![]() |
Unfortunately, the backyard was pretty much last on the list so I just got around to tackling it about a year and a half ago. Knowing that my utter lack of agricultural knowledge would end up making the project even more expensive because I'd have to re-plant everything I killed, I had someone help me pick things out and do the planting. Well, basically I showed him a picture and said this is what I want. I came home the day it was finished and was amazed by the transformation. There was mulch! There were plants and bushes! There were flowers! But they were all pretty tiny. Huh? Where was the lush English garden I'd asked for? Why wasn't everything luxuriously full like in the picture? My landscaper reminded me that everything would grow. Gardens take time.
Sure, sure.... time blah, blah, blah......surely we can speed this up. You should have seen me. I would walk out back and just stare at the plants; certain that by shear mental energy, bribery, or grovelling I could make them transform. Please?! Pretty please with cherries on top?! GROW! But you, dear reader (who are far more perceptive than I), already know he was right. Little by little things actually did grow. I wanted too much too soon you see, and though I still have quite a way to go, my garden has taught me the power of patience. I realized that like all great relationships, we had to get to know each other first.
The purple droopy flowers (I told you I don't know anything about plants) where happy as clams where they were. They laughed in sheer jest at the rest of the garden as they grew robust and full. The azaleas were independent and self-sufficient, best left alone to their own devices. The boxwoods wanted to break up pure and simple. I said let's go to couples therapy....take a great vacation...institute date night??? Finally I came to the realization that they just weren't that into me and we parted ways amicably.

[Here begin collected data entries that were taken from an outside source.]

use crate::constraints::{Constraints, DEFAULT_DANGEROUS_SUBSTRINGS};
use crate::registry::ValidatorRegistry;
use anyhow::{Context, Result, bail};
use regex::Regex;
use serde::{Deserialize, Serialize};
use std::path::Path;
use std::sync::Arc;
use tracing::info;

pub mod defaults;

use defaults::*;

/// Upload policy in plain-data form, loadable from TOML.
///
/// ```toml
/// max_size = 10485760
/// accepted_types = ["image/*", "application/pdf"]
/// blocked_extensions = ["exe", "bat"]
/// strict_mime = true
/// registry = "minimal"
/// ```
#[derive(Debug, Clone, PartialEq, Eq, Serialize, Deserialize)]
pub struct GuardConfig {
    /// Minimum declared size in bytes (0 = no minimum)
    #[serde(default = "default_min_size")]
    pub min_size: u64,
    /// Maximum declared size in bytes (0 = no maximum)
    #[serde(default = "default_max_size")]
    pub max_size: u64,
    /// Accepted MIME types or groups
    #[serde(default)]
    pub accepted_types: Vec<String>,
    #[serde(default)]
    pub allowed_extensions: Vec<String>,
    #[serde(default)]
    pub blocked_extensions: Vec<String>,
    #[serde(default = "default_max_filename_length")]
    pub max_filename_length: usize,
    /// Regular expression every file name must match
    #[serde(default, skip_serializing_if = "Option::is_none")]
    pub filename_pattern: Option<String>,
    #[serde(default = "default_dangerous_substrings")]
    pub dangerous_substrings: Vec<String>,
    #[serde(default = "default_require_extension")]
    pub require_extension: bool,
    #[serde(default = "default_strict_mime")]
    pub strict_mime: bool,
    #[serde(default = "default_content_validation")]
    pub content_validation: bool,
    #[serde(default = "default_require_content_validation")]
    pub require_content_validation: bool,
    /// Registry preset: default, minimal, images, documents, media or archives
    #[serde(default = "default_registry_preset")]
    pub registry: String,
}

fn default_min_size() -> u64 {
    DEFAULT_MIN_SIZE
}

fn default_max_size() -> u64 {
    DEFAULT_MAX_SIZE
}

fn default_max_filename_length() -> usize {
    DEFAULT_MAX_FILENAME_LENGTH
}

fn default_dangerous_substrings() -> Vec<String> {
    DEFAULT_DANGEROUS_SUBSTRINGS
        .iter()
        .map(|s| (*s).to_string())
        .collect()
}

fn default_require_extension() -> bool {
    DEFAULT_REQUIRE_EXTENSION
}

fn default_strict_mime() -> bool {
    DEFAULT_STRICT_MIME
}

fn default_content_validation() -> bool {
    DEFAULT_CONTENT_VALIDATION
}

fn default_require_content_validation() -> bool {
    DEFAULT_REQUIRE_CONTENT_VALIDATION
}

fn default_registry_preset() -> String {
    DEFAULT_REGISTRY_PRESET.to_string()
}

impl Default for GuardConfig {
    fn default() -> Self {
        Self {
            min_size: default_min_size(),
            max_size: default_max_size(),
            accepted_types: Vec::new(),
            allowed_extensions: Vec::new(),
            blocked_extensions: Vec::new(),
            max_filename_length: default_max_filename_length(),
            filename_pattern: None,
            dangerous_substrings: default_dangerous_substrings(),
            require_extension: default_require_extension(),
            strict_mime: default_strict_mime(),
            content_validation: default_content_validation(),
            require_content_validation: default_require_content_validation(),
            registry: default_registry_preset(),
        }
    }
}

impl GuardConfig {
    /// Load from the file named by `UPLOAD_GUARD_CONFIG` (or
    /// `upload-guard.toml`), writing a default file if none exists.
    pub fn load() -> Result<Self> {
        let config_file =
            std::env::var(CONFIG_FILE_ENV).unwrap_or_else(|_| DEFAULT_CONFIG_FILE.to_string());
        Self::load_or_create(&config_file)
    }

    /// Parse an existing TOML file.
    pub fn load_from_file(path: impl AsRef<Path>) -> Result<Self> {
        let path = path.as_ref();
        let contents = std::fs::read_to_string(path)
            .with_context(|| format!("Failed to read config file {}", path.display()))?;
        Self::from_toml_str(&contents)
            .with_context(|| format!("Invalid config file {}", path.display()))
    }

    /// Parse `path` if it exists, otherwise write the defaults there.
    pub fn load_or_create(path: impl AsRef<Path>) -> Result<Self> {
        let path = path.as_ref();
        if path.exists() {
            return Self::load_from_file(path);
        }
        let default_config = Self::default();
        std::fs::write(path, default_config.to_toml_string()?)
            .with_context(|| format!("Failed to write default config {}", path.display()))?;
        info!("Created default config file: {}", path.display());
        Ok(default_config)
    }

    pub fn from_toml_str(contents: &str) -> Result<Self> {
        Ok(toml::from_str(contents)?)
    }

    pub fn to_toml_string(&self) -> Result<String> {
        Ok(toml::to_string_pretty(self)?)
    }

    /// Compile into a [`Constraints`] value, resolving the filename pattern
    /// and the registry preset.
    pub fn into_constraints(self) -> Result<Constraints> {
        let filename_pattern = self
            .filename_pattern
            .as_deref()
            .map(Regex::new)
            .transpose()
            .context("Invalid filename_pattern")?;

        let Some(registry) = ValidatorRegistry::preset(&self.registry) else {
            bail!(
                "Unknown registry preset {:?} (expected default, minimal, images, documents, media or archives)",
                self.registry
            );
        };

        let normalize = |exts: Vec<String>| -> Vec<String> {
            exts.into_iter()
                .map(|e| e.trim().trim_start_matches('.').to_ascii_lowercase())
                .collect()
        };

        Ok(Constraints {
            min_size: self.min_size,
            max_size: self.max_size,
            accepted_types: self.accepted_types,
            allowed_extensions: normalize(self.allowed_extensions),
            blocked_extensions: normalize(self.blocked_extensions),
            max_filename_length: self.max_filename_length,
            filename_pattern,
            dangerous_substrings: self.dangerous_substrings,
            require_extension: self.require_extension,
            strict_mime: self.strict_mime,
            content_validation: self.content_validation,
            require_content_validation: self.require_content_validation,
            registry: Some(Arc::new(registry)),
        })
    }
}

impl TryFrom<GuardConfig> for Constraints {
    type Error = anyhow::Error;

    fn try_from(config: GuardConfig) -> Result<Self> {
        config.into_constraints()
    }
}

#[cfg(test)]
mod tests {
    use super::*;
    use crate::mime;
    use tempfile::TempDir;

    #[test]
    fn test_empty_document_uses_defaults() {
        let config = GuardConfig::from_toml_str("").unwrap();
        assert_eq!(config, GuardConfig::default());
        assert_eq!(config.max_filename_length, 255);
        assert_eq!(config.registry, "default");
    }

    #[test]
    fn test_into_constraints() {
        let config = GuardConfig::from_toml_str(
            r#"
            max_size = 1048576
            accepted_types = ["image/*"]
            allowed_extensions = [".PNG", "jpg"]
            filename_pattern = '^[a-z0-9_.-]+$'
            strict_mime = true
            registry = "images"
            "#,
        )
        .unwrap();

        let constraints = config.into_constraints().unwrap();
        assert_eq!(constraints.max_size, 1_048_576);
        assert_eq!(constraints.allowed_extensions, ["png", "jpg"]);
        assert!(constraints.strict_mime);
        assert!(constraints.filename_pattern.unwrap().is_match("cat.png"));
        let registry = constraints.registry.unwrap();
        assert!(registry.contains(mime::IMAGE_PNG));
        assert!(!registry.contains(mime::APPLICATION_PDF));
    }

    #[test]
    fn test_invalid_pattern_and_preset() {
        let config = GuardConfig {
            filename_pattern: Some("(".into()),
            ..GuardConfig::default()
        };
        let err = config.into_constraints().unwrap_err();
        assert!(err.to_string().contains("filename_pattern"));

        let config = GuardConfig {
            registry: "everything".into(),
            ..GuardConfig::default()
        };
        assert!(Constraints::try_from(config).is_err());
    }

    #[test]
    fn test_load_or_create_round_trip() {
        let dir = TempDir::new().unwrap();
        let path = dir.path().join("guard.toml");

        let created = GuardConfig::load_or_create(&path).unwrap();
        assert!(path.exists());

        let loaded = GuardConfig::load_from_file(&path).unwrap();
        assert_eq!(created, loaded);
    }

    #[test]
    fn test_missing_file_error_names_path() {
        let err = GuardConfig::load_from_file("/nonexistent/guard.toml").unwrap_err();
        assert!(format!("{err:#}").contains("/nonexistent/guard.toml"));
    }
}
impl UploadValidator {
    #[must_use]
    pub fn new(constraints: Constraints) -> Self {
        Self {
            constraints: Arc::new(constraints),
        }
    }

    #[must_use]
    pub const fn from_shared(constraints: Arc<Constraints>) -> Self {
        Self { constraints }
    }

    #[must_use]
    pub fn constraints(&self) -> &Constraints {
        &self.constraints
    }

    /// Validate an upload, opening its content only if needed.
    ///
    /// # Errors
    /// Returns the first check that failed.
    pub fn validate_upload(&self, upload: &dyn UploadHeader) -> Result<()> {
        self.validate_upload_with_result(upload, None).1
    }

    /// [`validate_upload`](Self::validate_upload), checking `token` on entry
    /// and again once the content is open.
    ///
    /// # Errors
    /// Returns [`ValidationError::Cancelled`] when the token fires, otherwise
    /// the first check that failed.
    pub fn validate_upload_cancellable(
        &self,
        upload: &dyn UploadHeader,
        token: &CancellationToken,
    ) -> Result<()> {
        self.validate_upload_with_result(upload, Some(token)).1
    }

    /// Validate an upload and return a full diagnostic record.
    pub fn validate_upload_with_result(
        &self,
        upload: &dyn UploadHeader,
        token: Option<&CancellationToken>,
    ) -> (ValidationResult, Result<()>) {
        let mut report = ValidationResult::start(upload.file_name(), upload.content_type());
        let outcome = self.run(
            upload.file_name(),
            upload.size(),
            Source::Upload(upload),
            token,
            &mut report,
        );
        (report.finish(&outcome), outcome)
    }

    /// Validate seekable content. The reader is rewound for inspection and
    /// returned to its original position afterwards.
    ///
    /// # Errors
    /// Returns the first check that failed.
    pub fn validate_seekable<R: Read + Seek>(
        &self,
        file_name: &str,
        size: u64,
        reader: &mut R,
    ) -> Result<()> {
        self.validate_seekable_with_result(file_name, size, reader, None)
            .1
    }

    pub fn validate_seekable_with_result<R: Read + Seek>(
        &self,
        file_name: &str,
        size: u64,
        reader: &mut R,
        token: Option<&CancellationToken>,
    ) -> (ValidationResult, Result<()>) {
        let mut report = ValidationResult::start(file_name, None);
        let outcome = self.run(file_name, size, Source::Seekable(reader), token, &mut report);
        (report.finish(&outcome), outcome)
    }

    /// Validate a forward-only stream by name, size and extension alone.
    ///
    /// Neither MIME detection nor content validation runs and the reader is
    /// never touched; when MIME types are configured, the extension-implied
    /// type must be accepted instead.
    ///
    /// # Errors
    /// Returns the first check that failed.
    pub fn validate_stream<R: Read + ?Sized>(
        &self,
        file_name: &str,
        size: u64,
        _reader: &mut R,
    ) -> Result<()> {
        let mut report = ValidationResult::start(file_name, None);
        self.run(file_name, size, Source::Stream, None, &mut report)
    }

    /// Validate an in-memory buffer (always the full pipeline).
    ///
    /// # Errors
    /// Returns the first check that failed.
    pub fn validate_bytes(&self, file_name: &str, data: &[u8]) -> Result<()> {
        self.validate_bytes_with_result(file_name, data).1
    }

    pub fn validate_bytes_with_result(
        &self,
        file_name: &str,
        data: &[u8],
    ) -> (ValidationResult, Result<()>) {
        self.validate_seekable_with_result(file_name, data.len() as u64, &mut Cursor::new(data), None)
    }

    /// Validate a local file. The name is the path's final component and the
    /// size comes from the file metadata.
    ///
    /// # Errors
    /// Returns [`ValidationError::Io`] if the file cannot be read, otherwise
    /// the first check that failed.
    pub fn validate_path(&self, path: impl AsRef<Path>) -> Result<()> {
        let upload = FileUpload::from_path(path)?;
        self.validate_upload(&upload)
    }

    /// [`validate_path`](Self::validate_path) with a cancellation token.
    ///
    /// # Errors
    /// As [`validate_upload_cancellable`](Self::validate_upload_cancellable).
    pub fn validate_path_cancellable(
        &self,
        path: impl AsRef<Path>,
        token: &CancellationToken,
    ) -> Result<()> {
        check_cancelled(Some(token))?;
        let upload = FileUpload::from_path(path)?;
        self.validate_upload_cancellable(&upload, token)
    }

    /// Run [`validate_path`](Self::validate_path) on the blocking thread pool.
    ///
    /// # Errors
    /// As [`validate_path`](Self::validate_path); a panicked worker surfaces
    /// as [`ValidationError::Io`].
    pub async fn validate_path_async(&self, path: impl Into<PathBuf>) -> Result<()> {
        let validator = self.clone();
        let path = path.into();
        tokio::task::spawn_blocking(move || validator.validate_path(path))
            .await
            .map_err(|e| ValidationError::Io(io::Error::other(e)))?
    }

    fn run(
        &self,
        file_name: &str,
        size: u64,
        source: Source<'_>,
        token: Option<&CancellationToken>,
        report: &mut ValidationResult,
    ) -> Result<()> {
        let outcome = self.run_checks(file_name, size, source, token, report);
        if let Err(err) = &outcome {
            debug!(
                file_name,
                mime = report.detected_mime.as_deref().unwrap_or(""),
                error = %err,
                "Upload rejected"
            );
        }
        outcome
    }

    fn run_checks(
        &self,
        file_name: &str,
        size: u64,
        source: Source<'_>,
        token: Option<&CancellationToken>,
        report: &mut ValidationResult,
    ) -> Result<()> {
        check_cancelled(token)?;

        let ext = report.record("filename", self.check_file_name(file_name))?;
        report.record("size", self.check_size(size))?;

        if self.constraints.accepted_types.is_empty() {
            debug!(file_name, "No accepted types configured; content not inspected");
            return Ok(());
        }

        match source {
            Source::Stream => {
                report.warn("content not inspected: forward-only input");
                report.record("mime", self.check_extension_only(ext.as_deref()))
            }
            Source::Upload(upload) => {
                let mut content = upload.open()?;
                check_cancelled(token)?;
                self.inspect(&mut *content, ext.as_deref(), size, report)
            }
            Source::Seekable(reader) => {
                let origin = reader.stream_position()?;
                check_cancelled(token)?;
                let outcome = self.inspect(reader, ext.as_deref(), size, report);
                reader.seek(SeekFrom::Start(origin))?;
                outcome
            }
        }
    }

    /// MIME, strict and content stages over content readable from offset 0.
    fn inspect(
        &self,
        reader: &mut dyn ReadSeek,
        ext: Option<&str>,
        size: u64,
        report: &mut ValidationResult,
    ) -> Result<()> {
        reader.seek(SeekFrom::Start(0))?;
        let detected = detect_reader(&mut *reader)?;
        reader.seek(SeekFrom::Start(0))?;

        let implied = ext.and_then(mime_for_extension);
        let effective = refine_with_extension(detected, implied);
        report.detected_mime = Some(effective.to_string());
        debug!(detected, effective, "MIME detected");

        if let Some(declared) = report.declared_mime.clone() {
            if !mime::mime_matches(&declared, effective) {
                report.warn(format!(
                    "declared content type {declared} differs from detected {effective}"
                ));
            }
        }

        report.record("mime", self.check_accepted(effective))?;

        if self.constraints.strict_mime {
            report.record("strict_mime", check_strict(ext, implied, effective))?;
        }

        if !self.constraints.content_validation_enabled() {
            return Ok(());
        }
        let Some(validator) = self.constraints.registry().get(effective) else {
            debug!(mime = effective, "No content validator registered");
            return Ok(());
        };

        let outcome = validator.validate(ContentInput::Seekable(&mut *reader), size);
        match outcome {
            Ok(()) => {
                report.record("content", Ok(()))?;
            }
            Err(err) if self.constraints.require_content_validation => {
                report.record("content", Err(err))?;
            }
            Err(err) => {
                warn!(
                    validator = validator.name(),
                    mime = effective,
                    error = %err,
                    "Content validation failed; accepting because it is not required"
                );
                report.downgrade("content", &err);
            }
        }
        Ok(())
    }

    fn check_file_name(&self, file_name: &str) -> Result<Option<String>> {
        let c = &self.constraints;

        if file_name.trim().is_empty() {
            return Err(ValidationError::file_name("file name is empty"));
        }
        if c.max_filename_length > 0 && file_name.len() > c.max_filename_length {
            return Err(ValidationError::file_name(format!(
                "file name is {} bytes long, maximum is {}",
                file_name.len(),
                c.max_filename_length
            )));
        }
        if let Some(hit) = c
            .dangerous_substrings
            .iter()
            .find(|s| !s.is_empty() && file_name.contains(s.as_str()))
        {
            return Err(ValidationError::file_name(format!(
                "file name contains forbidden sequence {hit:?}"
            )));
        }
        if let Some(pattern) = &c.filename_pattern {
            if !pattern.is_match(file_name) {
                return Err(ValidationError::file_name(format!(
                    "file name does not match required pattern {}",
                    pattern.as_str()
                )));
            }
        }

        let ext = extension_of(file_name);
        match ext.as_deref() {
            None if c.require_extension => {
                return Err(ValidationError::extension("file has no extension"));
            }
            None if !c.allowed_extensions.is_empty() => {
                return Err(ValidationError::extension(
                    "file has no extension and an allow list is configured",
                ));
            }
            Some(e) if c.is_extension_blocked(e) => {
                return Err(ValidationError::extension(format!(
                    "extension .{e} is blocked"
                )));
            }
            Some(e) if !c.is_extension_allowed(e) => {
                return Err(ValidationError::extension(format!(
                    "extension .{e} is not allowed"
                )));
            }
            _ => {}
        }
        Ok(ext)
    }

    fn check_size(&self, size: u64) -> Result<()> {
        let c = &self.constraints;
        if c.min_size > 0 && size < c.min_size {
            return Err(ValidationError::size(format!(
                "file size {} is below minimum of {}",
                format_bytes(size),
                format_bytes(c.min_size)
            )));
        }
        if c.max_size > 0 && size > c.max_size {
            return Err(ValidationError::size(format!(
                "file size {} exceeds maximum of {}",
                format_bytes(size),
                format_bytes(c.max_size)
            )));
        }
        Ok(())
    }

    fn check_accepted(&self, mime_type: &str) -> Result<()> {
        if self.constraints.accepts(mime_type) {
            return Ok(());
        }
        Err(ValidationError::mime(format!(
            "content type {mime_type} is not accepted (accepted: {})",
            self.constraints.accepted_types.join(", ")
        )))
    }

    fn check_extension_only(&self, ext: Option<&str>) -> Result<()> {
        let implied = ext.and_then(mime_for_extension).unwrap_or(mime::OCTET_STREAM);
        if self.constraints.accepts(implied) {
            return Ok(());
        }
        Err(ValidationError::mime(format!(
            "type {implied} implied by the file extension is not accepted"
        )))
    }
}
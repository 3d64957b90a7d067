//! PDF structural check: header at the front, `%%EOF` marker near the end.

use super::{
    ContentInput, ContentValidator, NON_SEEKABLE_BUFFER_LIMIT, check_declared_size, read_error,
    with_seekable,
};
use crate::error::{Result, ValidationError};
use crate::mime;
use crate::mime::detector::read_prefix;
use std::io::SeekFrom;

pub const DEFAULT_MAX_FILE_SIZE: u64 = 50 * 1024 * 1024;

/// How far from each end the header and trailer are searched for.
const SCAN_WINDOW: u64 = 1024;

const SUPPORTED: &[&str] = &[mime::APPLICATION_PDF, "application/x-pdf"];

#[derive(Debug, Clone)]
pub struct PdfValidator {
    pub max_file_size: u64,
}

impl Default for PdfValidator {
    fn default() -> Self {
        Self::new()
    }
}

impl PdfValidator {
    #[must_use]
    pub const fn new() -> Self {
        Self {
            max_file_size: DEFAULT_MAX_FILE_SIZE,
        }
    }

    #[must_use]
    pub const fn with_max_file_size(mut self, bytes: u64) -> Self {
        self.max_file_size = bytes;
        self
    }
}

impl ContentValidator for PdfValidator {
    fn validate(&self, input: ContentInput<'_>, declared_size: u64) -> Result<()> {
        check_declared_size(declared_size, self.max_file_size, "PDF")?;

        with_seekable(input, declared_size, NON_SEEKABLE_BUFFER_LIMIT, "PDF", |reader| {
            let len = reader.seek(SeekFrom::End(0)).map_err(read_error)?;
            if len == 0 {
                return Err(ValidationError::content("PDF is empty"));
            }

            let window = usize::try_from(len.min(SCAN_WINDOW)).unwrap_or(1024);
            let mut buf = vec![0u8; window];

            reader.seek(SeekFrom::Start(0)).map_err(read_error)?;
            let filled = read_prefix(reader, &mut buf).map_err(read_error)?;
            if !buf[..filled].starts_with(b"%PDF-") {
                return Err(ValidationError::content(
                    "invalid PDF: missing %PDF- header",
                ));
            }

            reader
                .seek(SeekFrom::Start(len - window as u64))
                .map_err(read_error)?;
            let filled = read_prefix(reader, &mut buf).map_err(read_error)?;
            if !buf[..filled].windows(5).any(|w| w == b"%%EOF") {
                return Err(ValidationError::content(
                    "invalid PDF: missing %%EOF marker",
                ));
            }
            Ok(())
        })
    }

    fn supported_mime_types(&self) -> &'static [&'static str] {
        SUPPORTED
    }

    fn name(&self) -> &'static str {
        "pdf"
    }
}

Is every square inch the way I want it? No. But it will be. The garden and I have found a compromise between what I wanted and what the space would allow. We're still a few years away from full maturity but this spring I can finally see what it will look like in the end. I won't lie, mornings out back with my coffee and book in hand are pretty awesome. What happened to the newspaper you ask? The garden literally repels technology so my newspaper-reading dream will never materialize because I caved and do check the news mostly on my computer or phone. I absolutely refuse to read a book on an electronic device though so the garden accepts them gladly. But check back in a few years I'll probably have caved in that area too:).